Translations/adaptations.

Available for free for 35 languages and dialects. Versions in 11 other languages are in progress (as of January 30, 2011).

Psychometric Information

Method of development.

Eight hundred twenty-one possible questions obtained by literature review were reduced to 67 (+3 new) due to content overlap or off target by a consensus group. Patient data were analyzed by different item to total correlation techniques, comparison to clinimetric ranking, and clinical judgment, resulting in the final 30-item version (1, 2). The newest manual contains extensive psychometric information (1). Psychometric analysis by item-response theory (using Rasch analysis) was performed later for the DASH (8, 9). All relevant modern strategies were used in the development of the QuickDASH comparing 3 strategies: the concept-retention method, the equidiscriminative item-total correlation, and the item-response theory (Rasch modeling). The concept-retention method was most similar to the DASH and was chosen to build the QuickDASH (3).

Acceptability.

All item content is easy to read and understand. Missing data are rare. Item 21 that asks about sexual activity is often left out by patients. For that reason, item 21 has been skipped in the QuickDASH (3, 6). Low floor and ceiling effects are reported (1, 6, 8, 11, 14, 18).

Reliability.

Internal consistency/cross-sectional reliability: Cronbach's α = 0.92–0.98 for the DASH (1, 4, 8, 9, 15) and 0.92–0.95 for the QuickDASH (3, 10).

Test–retest reliability: intraclass correlation coefficient 0.93–0.98 for the DASH (1, 14, 18, 21, 22) and 0.90–0.94 for the QuickDASH (3, 10, 28).

Validity.

Content validity.

Normally distributed scores and low floor and ceiling effects (6, 14, 18).

Criterion validity.

There is no gold standard for symptoms or function measurement of the shoulder. The obvious content validity of the used items and the numerous studies of the DASH give it a certain intrinsic validity. However, criterion validity of the DASH came into question when Rasch analysis was applied (8, 9). The corresponding results for the QuickDASH were better but also criticized (3, 9).

Construct validity.

Pearson's or Spearman's correlations of the DASH total score to other instruments are as follows:

  • SPADI: 0.79–0.93 and 0.55 (ref.6, 14, 20)

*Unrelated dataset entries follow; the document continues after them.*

#[cfg(test)]
mod tests {
    use super::*;
    use crate::core::ingest::load_csv;

    fn table(text: &str) -> ClaimTable {
        load_csv(text.as_bytes(), "test.csv").unwrap()
    }

    fn texts(row: &[Value]) -> Vec<String> {
        row.iter().map(Value::to_text).collect()
    }

    const HEADER: &str =
        "claim_id,patient_id,drug_ndc,prescriber_id,pharmacy_id,fill_date,days_supply,submitted_cost\n";

    #[test]
    fn test_duplicate_group_reported_with_count() {
        let t = table(&format!(
            "{HEADER}\
             1,P1,N1,D1,12,2024-01-01,30,100\n\
             2,P1,N1,D1,34,2024-01-01,30,100\n\
             3,P1,N1,D1,12,2024-01-01,30,100\n\
             4,P2,N1,D1,12,2024-01-01,30,100\n"
        ));
        let result = run_audit(&t, AuditKind::DuplicateClaims, &CostRange::default()).unwrap();
        assert_eq!(result.columns.last().unwrap(), "claim_count");
        assert_eq!(result.row_count(), 1);
        assert_eq!(
            texts(&result.rows[0]),
            vec!["P1", "N1", "D1", "2024-01-01", "3"]
        );
    }

    #[test]
    fn test_unique_keys_give_empty_duplicates() {
        let t = table(&format!(
            "{HEADER}\
             1,P1,N1,D1,12,2024-01-01,30,100\n\
             2,P1,N1,D1,12,2024-01-02,30,100\n\
             3,P1,N2,D1,12,2024-01-01,30,100\n"
        ));
        let result = run_audit(&t, AuditKind::DuplicateClaims, &CostRange::default()).unwrap();
        assert!(result.is_empty());
    }

    #[test]
    fn test_duplicate_groups_are_ordered_by_key() {
        let t = table(&format!(
            "{HEADER}\
             1,P9,N1,D1,12,2024-01-01,30,100\n\
             2,P9,N1,D1,12,2024-01-01,30,100\n\
             3,P1,N1,D1,12,2024-01-01,30,100\n\
             4,P1,N1,D1,12,2024-01-01,30,100\n"
        ));
        let result = run_audit(&t, AuditKind::DuplicateClaims, &CostRange::default()).unwrap();
        let patients: Vec<_> = result.rows.iter().map(|r| r[0].to_text()).collect();
        assert_eq!(patients, vec!["P1", "P9"]);
    }

    #[test]
    fn test_previous_fill_date_within_partition() {
        // Fills listed out of order; a second drug shares the patient.
        let t = table(&format!(
            "{HEADER}\
             1,P1,N1,D1,12,2024-03-01,30,10\n\
             2,P1,N1,D1,12,2024-01-01,30,10\n\
             3,P1,N2,D1,12,2024-01-15,30,10\n\
             4,P1,N1,D1,34,2024-02-01,30,10\n"
        ));
        let result = run_audit(&t, AuditKind::EarlyRefills, &CostRange::default()).unwrap();
        assert_eq!(result.row_count(), 4);
        let rows: Vec<Vec<String>> = result.rows.iter().map(|r| texts(r)).collect();
        assert_eq!(rows[0], vec!["P1", "N1", "12", "2024-01-01", "30", ""]);
        assert_eq!(rows[1], vec!["P1", "N1", "34", "2024-02-01", "30", "2024-01-01"]);
        assert_eq!(rows[2], vec!["P1", "N1", "12", "2024-03-01", "30", "2024-02-01"]);
        assert_eq!(rows[3], vec!["P1", "N2", "12", "2024-01-15", "30", ""]);
        assert!(result.rows[3][5].is_null());
    }

    #[test]
    fn test_risk_score_against_drug_mean() {
        let t = table(&format!(
            "{HEADER}\
             1,P1,N1,D1,12,2024-01-01,30,100\n\
             2,P2,N1,D1,12,2024-01-01,30,300\n"
        ));
        let result = run_audit(&t, AuditKind::HighCostRiskScore, &CostRange::default()).unwrap();
        assert_eq!(result.row_count(), 2);
        assert_eq!(result.rows[0][4], Value::Float(200.0));
        assert_eq!(result.rows[0][5], Value::Float(-50.0));
        assert_eq!(result.rows[1][5], Value::Float(50.0));
    }

    #[test]
    fn test_out_of_range_claim_still_counts_toward_mean() {
        let t = table(&format!(
            "{HEADER}\
             1,P1,N1,D1,12,2024-01-01,30,100\n\
             2,P2,N1,D1,12,2024-01-01,30,300\n"
        ));
        let range = CostRange {
            min: 0.0,
            max: 150.0,
        };
        let result = run_audit(&t, AuditKind::HighCostRiskScore, &range).unwrap();
        assert_eq!(result.row_count(), 1);
        assert_eq!(result.rows[0][0], Value::Integer(1));
        assert_eq!(result.rows[0][4], Value::Float(200.0));
        assert_eq!(result.rows[0][5], Value::Float(-50.0));
    }

    #[test]
    fn test_range_bounds_are_inclusive() {
        let t = table(&format!(
            "{HEADER}\
             1,P1,N1,D1,12,2024-01-01,30,100\n\
             2,P2,N1,D1,12,2024-01-01,30,300\n"
        ));
        let range = CostRange {
            min: 100.0,
            max: 300.0,
        };
        let result = run_audit(&t, AuditKind::HighCostRiskScore, &range).unwrap();
        assert_eq!(result.row_count(), 2);

        let inverted = CostRange {
            min: 300.0,
            max: 100.0,
        };
        let result = run_audit(&t, AuditKind::HighCostRiskScore, &inverted).unwrap();
        assert!(result.is_empty());
    }

    #[test]
    fn test_zero_mean_gives_undefined_risk() {
        let t = table(&format!(
            "{HEADER}\
             1,P1,N1,D1,12,2024-01-01,30,0\n\
             2,P2,N1,D1,12,2024-01-01,30,0\n"
        ));
        let result = run_audit(&t, AuditKind::HighCostRiskScore, &CostRange::default()).unwrap();
        assert_eq!(result.rows[0][5], Value::Undefined);
        assert_eq!(result.rows[0][5].to_text(), "undefined");
    }

    #[test]
    fn test_missing_columns_named() {
        let t = table("claim_id,patient_id\n1,P1\n");
        let err = run_audit(&t, AuditKind::EarlyRefills, &CostRange::default()).unwrap_err();
        assert_eq!(
            err,
            AuditError::MissingColumns {
                audit: AuditKind::EarlyRefills,
                missing: vec![
                    "drug_ndc".to_string(),
                    "pharmacy_id".to_string(),
                    "fill_date".to_string(),
                    "days_supply".to_string(),
                ],
            }
        );
        // Other audits are unaffected by the failure.
        let t = table("claim_id,pharmacy_id,drug_ndc,submitted_cost\n1,12,N1,5\n");
        assert!(run_audit(&t, AuditKind::HighCostRiskScore, &CostRange::default()).is_ok());
    }

    #[test]
    fn test_missing_fill_date_sorts_first() {
        let t = table(&format!(
            "{HEADER}\
             1,P1,N1,D1,12,2024-02-01,30,10\n\
             2,P1,N1,D1,12,NA,30,10\n\
             3,P1,N1,D1,12,2024-03-01,30,10\n"
        ));
        let result = run_audit(&t, AuditKind::EarlyRefills, &CostRange::default()).unwrap();
        assert_eq!(result.row_count(), 3);
        assert!(result.rows[0][3].is_null());
        assert!(result.rows[0][5].is_null());
        // The fill after the undated one inherits a missing previous date.
        assert_eq!(result.rows[1][3].to_text(), "2024-02-01");
        assert!(result.rows[1][5].is_null());
        assert_eq!(result.rows[2][5].to_text(), "2024-02-01");
    }

    #[test]
    fn test_non_numeric_cost_excluded() {
        let t = table(&format!(
            "{HEADER}\
             1,P1,N1,D1,12,2024-01-01,30,100\n\
             2,P2,N1,D1,12,2024-01-01,30,NA\n\
             3,P3,N1,D1,12,2024-01-01,30,300\n"
        ));
        let result = run_audit(&t, AuditKind::HighCostRiskScore, &CostRange::default()).unwrap();
        let claims: Vec<_> = result.rows.iter().map(|r| r[0].to_text()).collect();
        assert_eq!(claims, vec!["1", "3"]);
        assert_eq!(result.rows[0][4], Value::Float(200.0));

        // A cost column that is text throughout yields no rows, not an error.
        let t = table(&format!(
            "{HEADER}\
             1,P1,N1,D1,12,2024-01-01,30,n/a-pending\n\
             2,P2,N1,D1,12,2024-01-01,30,100\n"
        ));
        let result = run_audit(&t, AuditKind::HighCostRiskScore, &CostRange::default()).unwrap();
        assert!(result.is_empty());
    }

    #[test]
    fn test_audit_is_idempotent() {
        let t = table(&format!(
            "{HEADER}\
             1,P1,N1,D1,12,2024-01-01,30,100\n\
             2,P1,N1,D1,12,2024-01-01,30,250\n\
             3,P2,N2,D2,34,2024-01-09,90,40\n"
        ));
        for kind in AuditKind::all() {
            let a = run_audit(&t, *kind, &CostRange::default()).unwrap();
            let b = run_audit(&t, *kind, &CostRange::default()).unwrap();
            assert_eq!(a, b, "{kind} must be deterministic");
        }
    }
}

  • HAQ: 0.88 and 0.54 (ref.18, 20)

  • CS: 0.82 (ref.6) ASES: 0.79 (ref.6)

  • EQ-5D: 0.75 (ref.22)

  • SF-12 PCS: 0.75 and 0.57–0.63 (ref.16, 22)

  • SF-36 PCS: 0.70 (ref.6, 18)

  • Global disability rating: 0.67–0.71 (ref.21)

  • DAS28: 0.42 (ref.18)

  • SF-36 MCS: 0.27 and 0.06 (ref.6, 18)

  • SF-12 MCS: 0.10–0.33 (ref.16)

The correlations reflected a well-fitting dose-response curve for the construct of shoulder specificity of the compared instruments (19). Extraordinary low correlations were reported in 1 study (20).

Pearson's correlations of the QuickDASH total score to other instruments are as follows:

  • SPADI: 0.84 (ref.11)

  • SF-36 PCS: 0.68 (ref.11)

  • Global rating of change: 0.45 (ref.28)

Ability to detect change.

Minimally detectable change (MDC95%): 7.9–14.8 points for the DASH (7, 14, 21) and 13.3 for the QuickDASH (28).

MCID: 10.2 points (21). Comparison and critique of different methods to determine MCID on the DASH was done (29). QuickDASH: 8.0 points (28). Between-group differences are reported (1, 7).

Effect sizes (ES) and standardized response means (SRMs) of the DASH total score in shoulder conditions are as follows:

  • Total shoulder arthroplasty: ES 1.19, SRM 1.22 (ref.19)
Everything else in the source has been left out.